:: RECORDS PROVIDED ::
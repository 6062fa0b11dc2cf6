//! Content for the response composer.
//!
//! The engine decides what must be said; the composer owns the final
//! phrasing and localization. Every terminal session outcome maps to
//! exactly one of these messages.

use chrono::Local;

use crate::gateway::GatewayError;
use crate::models::HealthRecord;

/// Confirmation after a successful insert, with the record's headline
/// value and the save time interpolated.
pub fn saved_confirmation(record: &HealthRecord) -> String {
    let when = Local::now().format("%d %b %Y, %H:%M");
    format!(
        "Saved your {} \"{}\" ({when}).",
        record.label(),
        record.headline()
    )
}

/// Failure message after a gateway error. The session is gone by the
/// time this is shown; re-invoking the intent starts over.
pub fn save_failed(record: &HealthRecord, error: &GatewayError) -> String {
    format!(
        "I couldn't save your {}: {error}. Nothing was recorded. Tell me about it again and we can retry.",
        record.label()
    )
}
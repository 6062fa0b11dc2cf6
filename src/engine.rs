//! Per-conversation facade over the classifier and the session
//! controller: the surface the chat transport calls.
//!
//! One engine per conversation. The classifier is shared read-only
//! across conversations; the dialogue state is exclusively owned here.

use std::sync::Arc;

use uuid::Uuid;

use crate::gateway::PersistenceGateway;
use crate::intent::{IntentClassifier, IntentMatch, RankedIntents};
use crate::session::{DialogueController, NextStep};
use crate::vocabulary::Region;

pub struct ConversationEngine {
    classifier: Arc<IntentClassifier>,
    controller: DialogueController,
    conversation_id: Uuid,
}

impl ConversationEngine {
    pub fn new(classifier: Arc<IntentClassifier>, gateway: Arc<dyn PersistenceGateway>) -> Self {
        Self::with_conversation_id(classifier, gateway, Uuid::new_v4())
    }

    pub fn with_conversation_id(
        classifier: Arc<IntentClassifier>,
        gateway: Arc<dyn PersistenceGateway>,
        conversation_id: Uuid,
    ) -> Self {
        Self {
            classifier,
            controller: DialogueController::new(gateway, conversation_id),
            conversation_id,
        }
    }

    pub fn conversation_id(&self) -> Uuid {
        self.conversation_id
    }

    /// Rank intents for an utterance. Pure; no session side effects.
    pub fn classify(&self, utterance: &str, region: Option<Region>) -> RankedIntents {
        self.classifier.classify(utterance, region)
    }

    /// Best intent above threshold, else Unknown.
    pub fn detect_top1(&self, utterance: &str, region: Option<Region>) -> IntentMatch {
        self.classifier.detect_top1(utterance, region)
    }

    /// Best intent plus an optional confident, distinct runner-up.
    pub fn detect_top2(
        &self,
        utterance: &str,
        region: Option<Region>,
    ) -> (IntentMatch, Option<IntentMatch>) {
        self.classifier.detect_top2(utterance, region)
    }

    /// Open a collection session for a confirmed intent match,
    /// prefilling from its extracted slots. Returns the first prompt,
    /// or None when the intent collects nothing.
    pub fn start_session(&mut self, matched: &IntentMatch) -> Option<NextStep> {
        self.controller.start(matched.intent, &matched.slots)
    }

    /// Feed one user answer to the active session.
    pub async fn advance_session(&mut self, answer: &str) -> NextStep {
        self.controller.advance(answer).await
    }

    /// Drop the active session, keeping nothing.
    pub fn cancel_session(&mut self) {
        self.controller.cancel();
    }

    pub fn has_active_session(&self) -> bool {
        self.controller.is_active()
    }
}

#[cfg(test)]
mod tests {
    use super::*;
    use crate::gateway::testing::RecordingGateway;
    use crate::intent::Intent;

    fn engine() -> (ConversationEngine, Arc<RecordingGateway>) {
        let gateway = Arc::new(RecordingGateway::default());
        let engine = ConversationEngine::new(Arc::new(IntentClassifier::new()), gateway.clone());
        (engine, gateway)
    }

    #[tokio::test]
    async fn utterance_to_saved_record_end_to_end() {
        let (mut engine, gateway) = engine();

        let matched = engine.detect_top1(
            "add a new symptom, severe headache since this morning",
            Some(Region::UnitedStates),
        );
        assert_eq!(matched.intent, Intent::AddSymptom);
        assert!(matched.is_confident());

        // severity and start_date arrive via slots; only description is
        // asked before notes.
        let step = engine.start_session(&matched).unwrap();
        assert!(matches!(step, NextStep::AskField { ref field, .. } if field == "description"));

        let step = engine.advance_session("throbbing headache").await;
        assert!(matches!(step, NextStep::AskNotes { .. }));

        let step = engine.advance_session("no thanks").await;
        let NextStep::Saved { table, message, record_id } = step else {
            panic!("expected Saved, got {step:?}");
        };
        assert_eq!(table, "symptoms");
        assert!(record_id.is_some());
        assert!(message.contains("throbbing headache"));

        let inserts = gateway.inserts.lock().unwrap();
        assert_eq!(inserts.len(), 1);
        assert_eq!(inserts[0].1["severity"], "Severe");
        assert_eq!(inserts[0].1["start_date"], "this morning");
        assert!(inserts[0].1["notes"].is_null());
        drop(inserts);

        assert!(!engine.has_active_session());
    }

    #[tokio::test]
    async fn query_intent_never_opens_a_session() {
        let (mut engine, gateway) = engine();
        let matched = engine.detect_top1("show me my records", None);
        assert_eq!(matched.intent, Intent::QueryData);

        assert!(engine.start_session(&matched).is_none());
        assert!(!engine.has_active_session());
        assert_eq!(engine.advance_session("anything").await, NextStep::Inactive);
        assert!(gateway.inserts.lock().unwrap().is_empty());
    }

    #[tokio::test]
    async fn new_intent_mid_session_replaces_it() {
        let (mut engine, gateway) = engine();

        let symptom = engine.detect_top1("add a new symptom", None);
        engine.start_session(&symptom).unwrap();
        engine.advance_session("sore throat").await;

        // User changes their mind mid-collection.
        let medication = engine.detect_top1("add a new medication", None);
        engine.start_session(&medication).unwrap();

        engine.advance_session("aspirin").await;
        engine.advance_session("100mg").await;
        engine.advance_session("daily").await;
        engine.advance_session("none").await;

        let inserts = gateway.inserts.lock().unwrap();
        assert_eq!(inserts.len(), 1, "abandoned session must not insert");
        assert_eq!(inserts[0].0, "medications");
    }

    #[tokio::test]
    async fn cancelled_session_leaves_clean_state() {
        let (mut engine, gateway) = engine();
        let matched = engine.detect_top1("write in my diary", None);
        assert_eq!(matched.intent, Intent::AddNote);

        engine.start_session(&matched).unwrap();
        assert!(engine.has_active_session());
        engine.cancel_session();
        assert!(!engine.has_active_session());
        assert!(gateway.inserts.lock().unwrap().is_empty());
    }

    #[test]
    fn classifier_is_shareable_across_engines() {
        let classifier = Arc::new(IntentClassifier::new());
        let gateway: Arc<RecordingGateway> = Arc::new(RecordingGateway::default());
        let a = ConversationEngine::new(classifier.clone(), gateway.clone());
        let b = ConversationEngine::new(classifier, gateway);
        assert_ne!(a.conversation_id(), b.conversation_id());
    }
}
:::
### [WHAT THE TASK REQUIRES]
Counting only lines that hold "answer", state how many appear in the records, and give nothing but the number.

### [RESPONSE TO THE EXERCISE]
3